__WHAT THE TASK REQUIRES__: The expected answer holds every line from the first line of the data below through the line containing "split at midnight.", exactly as written, and no other line.

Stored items
=== Begin Enclosure ===
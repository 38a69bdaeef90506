//! Operating-day boundaries.
//!
//! An operating day runs from `day_start_hour` local time to the same instant
//! 24 hours later, so a full heating cycle and the quiet early-morning period
//! stay inside one window instead of being split at midnight.

use chrono::{DateTime, Duration, NaiveDate, NaiveTime, Utc};
use serde::Serialize;

use crate::config::AggregationConfig;

#[derive(Debug, Clone, Copy, PartialEq, Eq, Serialize)]
pub struct DayWindow {
    pub day: NaiveDate,
    /// Inclusive.
    pub start: DateTime<Utc>,
    /// Exclusive; always `start + 24h`.
    pub end: DateTime<Utc>,
}

impl DayWindow {
    pub fn resolve(day: NaiveDate, cfg: &AggregationConfig) -> Self {
        let start_time = NaiveTime::from_hms_opt(cfg.day_start_hour, 0, 0).unwrap_or(NaiveTime::MIN);
        let start = cfg.zone.to_utc(day.and_time(start_time));
        DayWindow {
            day,
            start,
            end: start + Duration::days(1),
        }
    }

    pub fn contains(&self, instant: DateTime<Utc>) -> bool {
        self.start <= instant && instant < self.end
    }

    /// `[start, start + night_window)`.
    pub fn night(&self, cfg: &AggregationConfig) -> (DateTime<Utc>, DateTime<Utc>) {
        (self.start, self.start + cfg.night_window)
    }
}

/// The operating day whose window contains `instant`.
pub fn operating_day(instant: DateTime<Utc>, cfg: &AggregationConfig) -> NaiveDate {
    (cfg.zone.to_local(instant) - Duration::hours(i64::from(cfg.day_start_hour))).date()
}

/// Every day from `from` to `to`, both included. Empty when `to < from`.
pub fn days_inclusive(from: NaiveDate, to: NaiveDate) -> Vec<NaiveDate> {
    from.iter_days().take_while(|d| *d <= to).collect()
}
=== End Enclosure ===
__RESPONSE__:
repository 38a69bdaeef90506
//! Operating-day boundaries.
//!
//! An operating day runs from `day_start_hour` local time to the same instant
//! 24 hours later, so a full heating cycle and the quiet early-morning period
//! stay inside one window instead of being split at midnight.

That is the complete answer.